- **YOUR GOAL**: Determine the number of lines below that contain the string "names", and state only that number.
** Opening RECORDS SHOWN block **
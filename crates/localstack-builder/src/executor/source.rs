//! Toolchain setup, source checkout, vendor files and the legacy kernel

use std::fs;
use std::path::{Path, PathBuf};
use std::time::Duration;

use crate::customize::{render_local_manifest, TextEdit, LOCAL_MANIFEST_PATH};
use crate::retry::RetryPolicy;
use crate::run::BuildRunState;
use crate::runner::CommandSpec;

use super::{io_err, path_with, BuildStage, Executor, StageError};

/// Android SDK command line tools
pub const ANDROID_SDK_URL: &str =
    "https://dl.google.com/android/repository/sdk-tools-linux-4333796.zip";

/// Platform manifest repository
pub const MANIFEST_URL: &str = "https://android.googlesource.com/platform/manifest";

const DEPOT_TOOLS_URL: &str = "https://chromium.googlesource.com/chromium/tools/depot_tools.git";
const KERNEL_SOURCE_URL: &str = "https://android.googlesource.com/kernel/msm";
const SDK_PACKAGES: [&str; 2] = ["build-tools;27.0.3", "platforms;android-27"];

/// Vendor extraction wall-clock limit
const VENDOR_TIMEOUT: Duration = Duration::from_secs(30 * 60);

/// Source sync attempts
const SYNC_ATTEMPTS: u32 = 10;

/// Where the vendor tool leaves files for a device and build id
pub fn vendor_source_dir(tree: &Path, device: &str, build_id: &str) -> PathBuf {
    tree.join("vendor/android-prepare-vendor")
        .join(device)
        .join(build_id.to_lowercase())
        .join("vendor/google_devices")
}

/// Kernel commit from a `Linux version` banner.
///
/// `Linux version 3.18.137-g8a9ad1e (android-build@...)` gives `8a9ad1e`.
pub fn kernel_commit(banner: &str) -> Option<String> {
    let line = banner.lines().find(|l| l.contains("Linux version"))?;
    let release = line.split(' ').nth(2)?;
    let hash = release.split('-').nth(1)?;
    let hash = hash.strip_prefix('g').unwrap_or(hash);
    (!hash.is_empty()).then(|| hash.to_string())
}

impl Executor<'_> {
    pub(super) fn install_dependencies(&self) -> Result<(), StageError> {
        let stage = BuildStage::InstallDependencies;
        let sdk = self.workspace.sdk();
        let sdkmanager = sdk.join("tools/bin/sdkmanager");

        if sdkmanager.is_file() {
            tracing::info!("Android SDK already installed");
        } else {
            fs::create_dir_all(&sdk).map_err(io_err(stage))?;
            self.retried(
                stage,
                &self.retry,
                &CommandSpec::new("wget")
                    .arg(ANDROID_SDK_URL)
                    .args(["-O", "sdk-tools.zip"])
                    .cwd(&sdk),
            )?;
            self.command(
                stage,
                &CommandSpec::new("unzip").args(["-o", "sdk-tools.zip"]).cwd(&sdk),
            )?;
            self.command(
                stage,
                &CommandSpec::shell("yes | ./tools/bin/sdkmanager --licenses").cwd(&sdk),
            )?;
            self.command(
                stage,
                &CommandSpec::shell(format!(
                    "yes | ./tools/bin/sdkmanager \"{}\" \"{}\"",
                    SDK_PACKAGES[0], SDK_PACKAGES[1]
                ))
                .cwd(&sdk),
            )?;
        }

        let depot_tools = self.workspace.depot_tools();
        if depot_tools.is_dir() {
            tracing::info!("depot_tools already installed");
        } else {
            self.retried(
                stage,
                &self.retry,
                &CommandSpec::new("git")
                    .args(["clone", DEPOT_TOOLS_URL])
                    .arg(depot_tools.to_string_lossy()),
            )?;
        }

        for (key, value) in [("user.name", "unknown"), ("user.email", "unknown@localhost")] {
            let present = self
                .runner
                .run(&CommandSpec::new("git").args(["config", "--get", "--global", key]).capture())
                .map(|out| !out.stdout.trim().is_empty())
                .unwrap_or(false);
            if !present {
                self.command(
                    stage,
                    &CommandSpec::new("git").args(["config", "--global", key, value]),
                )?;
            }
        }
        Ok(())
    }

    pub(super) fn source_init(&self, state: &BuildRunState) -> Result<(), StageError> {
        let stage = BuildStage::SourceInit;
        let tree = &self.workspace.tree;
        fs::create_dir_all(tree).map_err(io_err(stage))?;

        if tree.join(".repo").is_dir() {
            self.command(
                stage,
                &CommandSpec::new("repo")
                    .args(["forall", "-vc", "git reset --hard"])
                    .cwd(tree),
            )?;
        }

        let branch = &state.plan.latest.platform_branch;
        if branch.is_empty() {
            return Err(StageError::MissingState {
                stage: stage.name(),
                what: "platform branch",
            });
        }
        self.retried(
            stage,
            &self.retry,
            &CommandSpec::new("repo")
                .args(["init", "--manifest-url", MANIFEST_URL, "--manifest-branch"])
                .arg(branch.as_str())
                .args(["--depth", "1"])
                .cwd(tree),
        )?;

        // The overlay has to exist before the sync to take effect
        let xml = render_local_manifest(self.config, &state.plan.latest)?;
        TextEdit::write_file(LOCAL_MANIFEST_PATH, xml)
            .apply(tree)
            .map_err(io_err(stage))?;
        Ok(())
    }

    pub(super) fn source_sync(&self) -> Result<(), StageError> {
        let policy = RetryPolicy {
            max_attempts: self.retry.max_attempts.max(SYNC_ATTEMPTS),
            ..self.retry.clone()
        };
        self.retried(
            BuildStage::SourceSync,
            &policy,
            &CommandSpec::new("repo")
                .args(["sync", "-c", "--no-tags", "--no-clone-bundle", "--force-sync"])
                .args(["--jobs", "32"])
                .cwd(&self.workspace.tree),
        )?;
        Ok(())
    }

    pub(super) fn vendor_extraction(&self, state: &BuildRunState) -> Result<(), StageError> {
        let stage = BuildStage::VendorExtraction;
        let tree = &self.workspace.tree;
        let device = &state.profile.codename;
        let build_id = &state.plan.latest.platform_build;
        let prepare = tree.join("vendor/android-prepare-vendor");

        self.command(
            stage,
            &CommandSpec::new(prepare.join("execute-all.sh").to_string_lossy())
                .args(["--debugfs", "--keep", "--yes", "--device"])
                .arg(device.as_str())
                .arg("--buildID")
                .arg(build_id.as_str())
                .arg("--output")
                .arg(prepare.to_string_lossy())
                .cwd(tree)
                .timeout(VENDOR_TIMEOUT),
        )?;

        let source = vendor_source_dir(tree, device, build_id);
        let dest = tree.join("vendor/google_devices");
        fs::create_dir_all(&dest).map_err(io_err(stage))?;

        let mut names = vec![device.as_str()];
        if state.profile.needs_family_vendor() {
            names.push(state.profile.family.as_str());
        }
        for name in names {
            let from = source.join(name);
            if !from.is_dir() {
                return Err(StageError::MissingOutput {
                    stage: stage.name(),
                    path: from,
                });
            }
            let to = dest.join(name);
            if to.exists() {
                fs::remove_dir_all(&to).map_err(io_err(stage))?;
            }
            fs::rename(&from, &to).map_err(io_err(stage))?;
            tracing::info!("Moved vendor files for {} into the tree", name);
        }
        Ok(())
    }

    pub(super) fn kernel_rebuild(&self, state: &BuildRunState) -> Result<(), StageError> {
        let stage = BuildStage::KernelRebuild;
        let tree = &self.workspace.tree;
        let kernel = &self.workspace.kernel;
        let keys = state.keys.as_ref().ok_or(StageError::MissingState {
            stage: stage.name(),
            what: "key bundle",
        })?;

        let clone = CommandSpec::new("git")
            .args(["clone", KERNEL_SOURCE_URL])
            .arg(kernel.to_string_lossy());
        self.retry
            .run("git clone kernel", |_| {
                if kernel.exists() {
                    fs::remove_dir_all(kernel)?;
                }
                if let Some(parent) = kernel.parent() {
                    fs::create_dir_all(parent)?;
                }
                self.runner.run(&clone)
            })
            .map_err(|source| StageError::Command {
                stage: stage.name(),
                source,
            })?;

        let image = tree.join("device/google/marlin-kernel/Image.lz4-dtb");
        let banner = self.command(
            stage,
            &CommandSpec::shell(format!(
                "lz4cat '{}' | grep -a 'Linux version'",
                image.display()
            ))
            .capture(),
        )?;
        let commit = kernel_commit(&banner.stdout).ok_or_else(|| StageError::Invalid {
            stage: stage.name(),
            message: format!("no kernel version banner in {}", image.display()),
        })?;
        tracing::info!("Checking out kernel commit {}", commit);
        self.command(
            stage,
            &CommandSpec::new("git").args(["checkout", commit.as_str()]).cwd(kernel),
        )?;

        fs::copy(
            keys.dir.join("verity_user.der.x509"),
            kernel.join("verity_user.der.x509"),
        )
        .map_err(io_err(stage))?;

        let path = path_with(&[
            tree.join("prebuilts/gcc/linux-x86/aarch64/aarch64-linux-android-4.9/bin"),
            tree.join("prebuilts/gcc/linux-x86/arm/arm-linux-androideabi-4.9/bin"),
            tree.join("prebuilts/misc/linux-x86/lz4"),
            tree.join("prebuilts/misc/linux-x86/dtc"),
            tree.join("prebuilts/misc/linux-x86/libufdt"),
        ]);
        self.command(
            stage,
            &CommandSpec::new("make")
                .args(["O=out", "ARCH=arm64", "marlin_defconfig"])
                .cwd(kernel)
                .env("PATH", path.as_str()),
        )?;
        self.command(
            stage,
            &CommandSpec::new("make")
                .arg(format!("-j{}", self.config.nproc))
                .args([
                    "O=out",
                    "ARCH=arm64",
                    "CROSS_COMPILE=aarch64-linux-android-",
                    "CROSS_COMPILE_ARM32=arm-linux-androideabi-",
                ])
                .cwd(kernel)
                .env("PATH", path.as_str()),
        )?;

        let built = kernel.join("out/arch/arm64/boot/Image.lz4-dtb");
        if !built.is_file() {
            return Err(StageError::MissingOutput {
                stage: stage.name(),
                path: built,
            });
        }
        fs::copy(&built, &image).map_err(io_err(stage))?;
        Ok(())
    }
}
** Closing RECORDS SHOWN block **
- **ANSWER FOR THE TASK**: 3